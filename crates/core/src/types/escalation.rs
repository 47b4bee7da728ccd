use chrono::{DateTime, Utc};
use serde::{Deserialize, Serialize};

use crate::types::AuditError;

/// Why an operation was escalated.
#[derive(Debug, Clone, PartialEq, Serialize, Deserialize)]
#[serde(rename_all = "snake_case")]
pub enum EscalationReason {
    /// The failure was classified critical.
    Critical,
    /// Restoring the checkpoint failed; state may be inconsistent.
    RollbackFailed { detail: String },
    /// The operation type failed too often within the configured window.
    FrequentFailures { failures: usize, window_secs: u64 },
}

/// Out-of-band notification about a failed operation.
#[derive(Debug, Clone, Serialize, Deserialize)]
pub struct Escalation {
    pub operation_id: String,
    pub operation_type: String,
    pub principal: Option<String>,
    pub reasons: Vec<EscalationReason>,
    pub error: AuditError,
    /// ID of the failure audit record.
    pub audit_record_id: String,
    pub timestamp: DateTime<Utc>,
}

**WORK INSTRUCTIONS**
Nothing but the lines from the line that contains "#[derive(Debug, Clone, Serialize, Deserialize)]" to the last line of the records above should appear in the answer; please copy them exactly.

**EXERCISE SOLUTION**
#[derive(Debug, Clone, Serialize, Deserialize)]
pub struct Escalation {
    pub operation_id: String,
    pub operation_type: String,
    pub principal: Option<String>,
    pub reasons: Vec<EscalationReason>,
    pub error: AuditError,
    /// ID of the failure audit record.
    pub audit_record_id: String,
    pub timestamp: DateTime<Utc>,
}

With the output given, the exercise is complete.